▸ Work to complete: Every entry below must be copied exactly, with nothing left out.

▸ Material to process:
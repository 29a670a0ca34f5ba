//! Corpus wide association index.
//!
//! For every term the index holds an association string listing the documents the term occurs
//! in, one entry per document, separated by [`ENTRY_DELIMITER`]. An entry is the document id,
//! followed by the comma separated chapter ids in parentheses if the term was located in
//! chapters: `12345|67890(4,7)|13579`.

use std::collections::{btree_map, BTreeMap};

use tracing::trace;

use crate::extract::DocumentTerms;

pub const ENTRY_DELIMITER: char = '|';

/// Number of documents listed in an association string.
pub fn document_frequency(association: &str) -> usize {
    if association.is_empty() {
        0
    } else {
        association.split(ENTRY_DELIMITER).count()
    }
}

/// Term to association string index, built one document at a time.
///
/// Terms are kept in ascending order. Merging takes `&mut self`: extraction may run in parallel,
/// merging is serialised by the owner of the index.
#[derive(Debug, Clone, Default, PartialEq, Eq)]
pub struct CorpusIndex {
    associations: BTreeMap<String, String>,
    documents: usize,
}

impl CorpusIndex {
    pub fn new() -> Self {
        Self::default()
    }

    /// Add the contribution of one document. Must be called at most once per document.
    pub fn merge(&mut self, terms: &DocumentTerms) {
        for (term, _) in terms.ranked() {
            let entry = match terms.chapters.joined(term) {
                Some(chapters) => format!("{}({})", terms.id, chapters),
                None => terms.id.clone(),
            };

            match self.associations.get_mut(term) {
                Some(association) => {
                    association.push(ENTRY_DELIMITER);
                    association.push_str(&entry);
                }
                None => {
                    self.associations.insert(term.to_owned(), entry);
                }
            }
        }

        self.documents += 1;
        trace!(document = %terms.id, terms = terms.frequencies.len(), "merged a document");
    }

    pub fn association(&self, term: &str) -> Option<&str> {
        self.associations.get(term).map(String::as_str)
    }

    /// Number of documents `term` occurs in.
    pub fn document_frequency(&self, term: &str) -> usize {
        self.association(term).map_or(0, document_frequency)
    }

    /// Number of distinct terms.
    pub fn len(&self) -> usize {
        self.associations.len()
    }

    pub fn is_empty(&self) -> bool {
        self.associations.is_empty()
    }

    /// Number of merged documents.
    pub fn documents(&self) -> usize {
        self.documents
    }

    /// Terms with their association strings in ascending term order.
    pub fn iter(&self) -> Iter<'_> {
        Iter {
            inner: self.associations.iter(),
        }
    }
}

pub struct Iter<'a> {
    inner: btree_map::Iter<'a, String, String>,
}

impl<'a> Iterator for Iter<'a> {
    type Item = (&'a str, &'a str);

    fn next(&mut self) -> Option<Self::Item> {
        self.inner
            .next()
            .map(|(term, association)| (term.as_str(), association.as_str()))
    }
}

impl<'a> IntoIterator for &'a CorpusIndex {
    type Item = (&'a str, &'a str);
    type IntoIter = Iter<'a>;

    fn into_iter(self) -> Self::IntoIter {
        self.iter()
    }
}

▸ Solution to this task:
repository 29a670a0ca34f5ba
//! Corpus wide association index.
//!
//! For every term the index holds an association string listing the documents the term occurs
//! in, one entry per document, separated by [`ENTRY_DELIMITER`]. An entry is the document id,
//! followed by the comma separated chapter ids in parentheses if the term was located in
//! chapters: `12345|67890(4,7)|13579`.

use std::collections::{btree_map, BTreeMap};

use tracing::trace;

use crate::extract::DocumentTerms;

pub const ENTRY_DELIMITER: char = '|';

/// Number of documents listed in an association string.
pub fn document_frequency(association: &str) -> usize {
    if association.is_empty() {
        0
    } else {
        association.split(ENTRY_DELIMITER).count()
    }
}

/// Term to association string index, built one document at a time.
///
/// Terms are kept in ascending order. Merging takes `&mut self`: extraction may run in parallel,
/// merging is serialised by the owner of the index.
#[derive(Debug, Clone, Default, PartialEq, Eq)]
pub struct CorpusIndex {
    associations: BTreeMap<String, String>,
    documents: usize,
}

impl CorpusIndex {
    pub fn new() -> Self {
        Self::default()
    }

    /// Add the contribution of one document. Must be called at most once per document.
    pub fn merge(&mut self, terms: &DocumentTerms) {
        for (term, _) in terms.ranked() {
            let entry = match terms.chapters.joined(term) {
                Some(chapters) => format!("{}({})", terms.id, chapters),
                None => terms.id.clone(),
            };

            match self.associations.get_mut(term) {
                Some(association) => {
                    association.push(ENTRY_DELIMITER);
                    association.push_str(&entry);
                }
                None => {
                    self.associations.insert(term.to_owned(), entry);
                }
            }
        }

        self.documents += 1;
        trace!(document = %terms.id, terms = terms.frequencies.len(), "merged a document");
    }

    pub fn association(&self, term: &str) -> Option<&str> {
        self.associations.get(term).map(String::as_str)
    }

    /// Number of documents `term` occurs in.
    pub fn document_frequency(&self, term: &str) -> usize {
        self.association(term).map_or(0, document_frequency)
    }

    /// Number of distinct terms.
    pub fn len(&self) -> usize {
        self.associations.len()
    }

    pub fn is_empty(&self) -> bool {
        self.associations.is_empty()
    }

    /// Number of merged documents.
    pub fn documents(&self) -> usize {
        self.documents
    }

    /// Terms with their association strings in ascending term order.
    pub fn iter(&self) -> Iter<'_> {
        Iter {
            inner: self.associations.iter(),
        }
    }
}

pub struct Iter<'a> {
    inner: btree_map::Iter<'a, String, String>,
}

impl<'a> Iterator for Iter<'a> {
    type Item = (&'a str, &'a str);

    fn next(&mut self) -> Option<Self::Item> {
        self.inner
            .next()
            .map(|(term, association)| (term.as_str(), association.as_str()))
    }
}

impl<'a> IntoIterator for &'a CorpusIndex {
    type Item = (&'a str, &'a str);
    type IntoIter = Iter<'a>;

    fn into_iter(self) -> Self::IntoIter {
        self.iter()
    }
}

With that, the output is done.